# YOUR INSTRUCTIONS:
Below are the records; give again exactly the line with "pub trait ClashOracle: Send", the line with "outside this run.", and each line that lies between them, and nothing besides.

# EXTRACTED MATERIAL:
//! External bookings and the clash oracle.
//!
//! An external booking records that an instructor is already committed at
//! a slot outside the current run (another section, another department, a
//! previous run). The engine only *queries* bookings through
//! [`ClashOracle`]; refreshing the snapshot between runs and persisting new
//! bookings afterwards is the caller's job.

use serde::{Deserialize, Serialize};
use std::collections::{HashMap, HashSet};
use std::fmt::Debug;

use super::Slot;

/// Read-only query surface over committed instructor bookings.
///
/// Implementations must be safe to query from several threads at once.
pub trait ClashOracle: Send + Sync + Debug {
    /// Whether `instructor` is already committed at `slot`.
    fn is_booked(&self, instructor: &str, slot: Slot) -> bool;
}

/// An instructor commitment finalized outside this run.
#[derive(Debug, Clone, PartialEq, Eq, Hash, Serialize, Deserialize)]
pub struct ExternalBooking {
    /// Instructor identifier.
    pub instructor: String,
    /// Committed slot.
    pub slot: Slot,
    /// Where the booking came from (section or department), for reporting.
    #[serde(default, skip_serializing_if = "Option::is_none")]
    pub origin: Option<String>,
}

impl ExternalBooking {
    /// Creates a booking.
    pub fn new(instructor: impl Into<String>, slot: Slot) -> Self {
        Self {
            instructor: instructor.into(),
            slot,
            origin: None,
        }
    }

    /// Sets the origin label.
    pub fn with_origin(mut self, origin: impl Into<String>) -> Self {
        self.origin = Some(origin.into());
        self
    }
}

/// Immutable snapshot of external bookings, indexed by instructor.
#[derive(Debug, Clone, Default)]
pub struct BookingSnapshot {
    by_instructor: HashMap<String, HashSet<Slot>>,
    bookings: Vec<ExternalBooking>,
}

impl BookingSnapshot {
    /// Creates an empty snapshot.
    pub fn new() -> Self {
        Self::default()
    }

    /// Builds a snapshot from bookings. Duplicate rows are kept once.
    pub fn from_bookings(bookings: impl IntoIterator<Item = ExternalBooking>) -> Self {
        let mut snapshot = Self::new();
        for booking in bookings {
            snapshot.insert(booking);
        }
        snapshot
    }

    /// Adds a booking while the snapshot is being assembled.
    pub fn with_booking(mut self, booking: ExternalBooking) -> Self {
        self.insert(booking);
        self
    }

    fn insert(&mut self, booking: ExternalBooking) {
        let fresh = self
            .by_instructor
            .entry(booking.instructor.clone())
            .or_default()
            .insert(booking.slot);
        if fresh {
            self.bookings.push(booking);
        }
    }

    /// Returns a new snapshot holding the bookings of both.
    pub fn merged_with(&self, other: &Self) -> Self {
        Self::from_bookings(self.bookings.iter().chain(&other.bookings).cloned())
    }

    /// All bookings in insertion order.
    pub fn bookings(&self) -> &[ExternalBooking] {
        &self.bookings
    }

    /// Booked slots of one instructor, sorted.
    pub fn bookings_for(&self, instructor: &str) -> Vec<Slot> {
        let mut slots: Vec<Slot> = self
            .by_instructor
            .get(instructor)
            .map(|s| s.iter().copied().collect())
            .unwrap_or_default();
        slots.sort();
        slots
    }

    /// Number of distinct (instructor, slot) bookings.
    pub fn len(&self) -> usize {
        self.bookings.len()
    }

    pub fn is_empty(&self) -> bool {
        self.bookings.is_empty()
    }
}

impl ClashOracle for BookingSnapshot {
    fn is_booked(&self, instructor: &str, slot: Slot) -> bool {
        self.by_instructor
            .get(instructor)
            .is_some_and(|slots| slots.contains(&slot))
    }
}

#[cfg(test)]
mod tests {
    use super::*;

    #[test]
    fn test_is_booked() {
        let snap = BookingSnapshot::from_bookings([
            ExternalBooking::new("Rao", Slot::new(0, 1)),
            ExternalBooking::new("Rao", Slot::new(2, 3)).with_origin("CSE/B"),
            ExternalBooking::new("Iyer", Slot::new(0, 1)),
        ]);
        assert!(snap.is_booked("Rao", Slot::new(0, 1)));
        assert!(snap.is_booked("Rao", Slot::new(2, 3)));
        assert!(!snap.is_booked("Rao", Slot::new(0, 2)));
        assert!(!snap.is_booked("Nobody", Slot::new(0, 1)));
        assert_eq!(snap.len(), 3);
    }

    #[test]
    fn test_duplicates_are_collapsed() {
        let snap = BookingSnapshot::new()
            .with_booking(ExternalBooking::new("Rao", Slot::new(0, 0)))
            .with_booking(ExternalBooking::new("Rao", Slot::new(0, 0)).with_origin("ISE/A"));
        assert_eq!(snap.len(), 1);
        assert_eq!(snap.bookings_for("Rao"), vec![Slot::new(0, 0)]);
    }

    #[test]
    fn test_merged_with() {
        let a = BookingSnapshot::from_bookings([ExternalBooking::new("Rao", Slot::new(1, 1))]);
        let b = BookingSnapshot::from_bookings([
            ExternalBooking::new("Rao", Slot::new(0, 4)),
            ExternalBooking::new("Rao", Slot::new(1, 1)),
        ]);
        let merged = a.merged_with(&b);
        assert_eq!(merged.len(), 2);
        assert_eq!(
            merged.bookings_for("Rao"),
            vec![Slot::new(0, 4), Slot::new(1, 1)]
        );
        // Inputs untouched
        assert_eq!(a.len(), 1);
    }
}
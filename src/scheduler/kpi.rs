//! Timetable quality metrics (KPIs).
//!
//! Computes descriptive indicators from a decoded timetable and its grid.
//! Complements fitness: fitness ranks candidates during search, KPIs
//! describe the delivered timetable to an operator.
//!
//! # Metrics
//!
//! | Metric | Definition |
//! |--------|-----------|
//! | Daily load | Occupied periods per section per day |
//! | Max spread | Largest (busiest − lightest day) over sections |
//! | Utilization | Occupied cells / (sections × open slots) |
//! | Instructor hours | Distinct teaching slots per instructor |
//! | Free last period rate | Section-days whose last open period is free |
//! | Idle gaps | Free open periods between a section's first and last class |

use std::collections::{BTreeMap, BTreeSet};

use crate::models::{Slot, TimeGrid, Timetable};

/// Timetable performance indicators.
#[derive(Debug, Clone)]
pub struct TimetableKpi {
    /// Occupied cells (lab sessions count twice).
    pub total_periods: usize,
    /// Occupied periods per day, per section.
    pub daily_load_by_section: BTreeMap<String, Vec<usize>>,
    /// Largest daily load spread of any section.
    pub max_daily_spread: usize,
    /// Fraction of open section cells in use (0.0..1.0).
    pub utilization: f64,
    /// Teaching periods per instructor.
    pub instructor_hours: BTreeMap<String, usize>,
    /// Fraction of section-days that end with a free period (0.0..1.0).
    pub free_last_period_rate: f64,
    /// Total idle gaps across sections.
    pub idle_gaps: usize,
}

impl TimetableKpi {
    /// Computes KPIs from a timetable and the grid it was built on.
    pub fn calculate(timetable: &Timetable, grid: &TimeGrid) -> Self {
        let days = grid.day_count();
        let mut occupied: BTreeMap<&str, BTreeSet<Slot>> = BTreeMap::new();
        let mut instructor_slots: BTreeMap<&str, BTreeSet<Slot>> = BTreeMap::new();
        for e in &timetable.entries {
            occupied.entry(e.section.as_str()).or_default().insert(e.slot);
            instructor_slots
                .entry(e.instructor.as_str())
                .or_default()
                .insert(e.slot);
        }

        let mut daily_load_by_section = BTreeMap::new();
        let mut max_daily_spread = 0;
        let mut free_last = 0usize;
        let mut section_days = 0usize;
        let mut idle_gaps = 0;

        for (section, slots) in &occupied {
            let mut loads = vec![0usize; days];
            for s in slots.iter().filter(|s| s.day < days) {
                loads[s.day] += 1;
            }

            for day in 0..days {
                let open: Vec<usize> = (0..grid.periods_per_day)
                    .filter(|&q| grid.is_assignable(Slot::new(day, q)))
                    .collect();
                let Some(&last_open) = open.last() else { continue };
                section_days += 1;
                if !slots.contains(&Slot::new(day, last_open)) {
                    free_last += 1;
                }

                let used: Vec<usize> = open
                    .iter()
                    .copied()
                    .filter(|&q| slots.contains(&Slot::new(day, q)))
                    .collect();
                if let (Some(&first), Some(&last)) = (used.first(), used.last()) {
                    idle_gaps += open
                        .iter()
                        .filter(|&&q| q > first && q < last && !used.contains(&q))
                        .count();
                }
            }

            let max = loads.iter().copied().max().unwrap_or(0);
            let min = loads.iter().copied().min().unwrap_or(0);
            max_daily_spread = max_daily_spread.max(max - min);
            daily_load_by_section.insert(section.to_string(), loads);
        }

        let capacity = occupied.len() * grid.open_slot_count();
        let total_periods = timetable.entry_count();
        let utilization = if capacity == 0 {
            0.0
        } else {
            total_periods as f64 / capacity as f64
        };
        let free_last_period_rate = if section_days == 0 {
            1.0
        } else {
            free_last as f64 / section_days as f64
        };

        Self {
            total_periods,
            daily_load_by_section,
            max_daily_spread,
            utilization,
            instructor_hours: instructor_slots
                .into_iter()
                .map(|(name, slots)| (name.to_string(), slots.len()))
                .collect(),
            free_last_period_rate,
            idle_gaps,
        }
    }

    /// Whether the timetable meets the given quality thresholds.
    pub fn meets_thresholds(&self, max_spread: usize, max_idle_gaps: usize) -> bool {
        self.max_daily_spread <= max_spread && self.idle_gaps <= max_idle_gaps
    }
}
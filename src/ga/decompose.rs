//! Session decomposition.
//!
//! Turns subject assignments into atomic placement units:
//! - theory: one single-period session per weekly hour
//! - lab: ⌊h/2⌋ two-period sessions, plus one single-period session when
//!   the quota is odd (the remainder hour is taught theory-style)
//!
//! A section can never hold more hours than it has open cells, so hours
//! beyond that capacity are not materialized. They are reported as
//! [`Overflow`] and later surface as unplaced.
//!
//! Decomposition is deterministic.

use std::collections::HashMap;

use crate::error::EngineError;
use crate::models::{Session, SessionKind, SubjectAssignment};

/// Hours of one assignment left out because its section was full.
#[derive(Debug, Clone, Copy, PartialEq, Eq)]
pub struct Overflow {
    /// Index of the assignment in the input list.
    pub assignment: usize,
    /// Hours that were not materialized.
    pub hours: usize,
}

/// Output of [`decompose`].
#[derive(Debug, Clone, Default, PartialEq, Eq)]
pub struct Decomposition {
    pub sessions: Vec<Session>,
    /// Per-assignment hours beyond section capacity, in input order.
    pub overflow: Vec<Overflow>,
}

impl Decomposition {
    /// Total hours not materialized.
    pub fn overflow_hours(&self) -> usize {
        self.overflow.iter().map(|o| o.hours).sum()
    }
}

/// Decomposes assignments into sessions, in input order.
///
/// At most `section_capacity` hours are materialized per section; earlier
/// assignments of a section are served first.
///
/// # Errors
/// [`EngineError::InvalidAssignment`] if a quota is non-positive, the kind
/// is unrecognized, or an identifier is empty. Fails on the first bad row.
pub fn decompose(
    assignments: &[SubjectAssignment],
    section_capacity: usize,
) -> Result<Decomposition, EngineError> {
    for a in assignments {
        check_assignment(a)?;
    }

    let mut out = Decomposition::default();
    let mut used: HashMap<&str, usize> = HashMap::new();

    for (index, a) in assignments.iter().enumerate() {
        let hours = a.weekly_hours as usize;
        let taken = used.entry(a.section.as_str()).or_insert(0);
        let granted = hours.min(section_capacity.saturating_sub(*taken));
        *taken += granted;
        if granted < hours {
            out.overflow.push(Overflow {
                assignment: index,
                hours: hours - granted,
            });
        }

        let (labs, singles) = match a.kind {
            SessionKind::Lab => (granted / 2, granted % 2),
            _ => (0, granted),
        };

        let mut ordinal = 0;
        let mut push = |kind: SessionKind, sessions: &mut Vec<Session>| {
            ordinal += 1;
            sessions.push(Session {
                id: sessions.len(),
                assignment: index,
                subject: a.subject.clone(),
                instructor: a.instructor.clone(),
                section: a.section.clone(),
                kind,
                ordinal,
            });
        };
        for _ in 0..labs {
            push(SessionKind::Lab, &mut out.sessions);
        }
        for _ in 0..singles {
            push(SessionKind::Theory, &mut out.sessions);
        }
    }

    Ok(out)
}

fn check_assignment(a: &SubjectAssignment) -> Result<(), EngineError> {
    let fail = |reason: String| EngineError::invalid_assignment(&a.subject, &a.section, reason);

    if a.subject.trim().is_empty() {
        return Err(fail("subject id is empty".into()));
    }
    if a.instructor.trim().is_empty() {
        return Err(fail("instructor id is empty".into()));
    }
    if a.section.trim().is_empty() {
        return Err(fail("section id is empty".into()));
    }
    if a.weekly_hours <= 0 {
        return Err(fail(format!(
            "weekly hours must be positive, got {}",
            a.weekly_hours
        )));
    }
    if let SessionKind::Custom(kind) = &a.kind {
        return Err(fail(format!("unrecognized session kind '{kind}'")));
    }
    Ok(())
}

/// Total hours represented by sessions (lab = 2, single = 1).
pub fn total_hours(sessions: &[Session]) -> usize {
    sessions.iter().map(Session::span).sum()
}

# ANSWER TO THIS TASK:
pub trait ClashOracle: Send + Sync + Debug {
    /// Whether `instructor` is already committed at `slot`.
    fn is_booked(&self, instructor: &str, slot: Slot) -> bool;
}

/// An instructor commitment finalized outside this run.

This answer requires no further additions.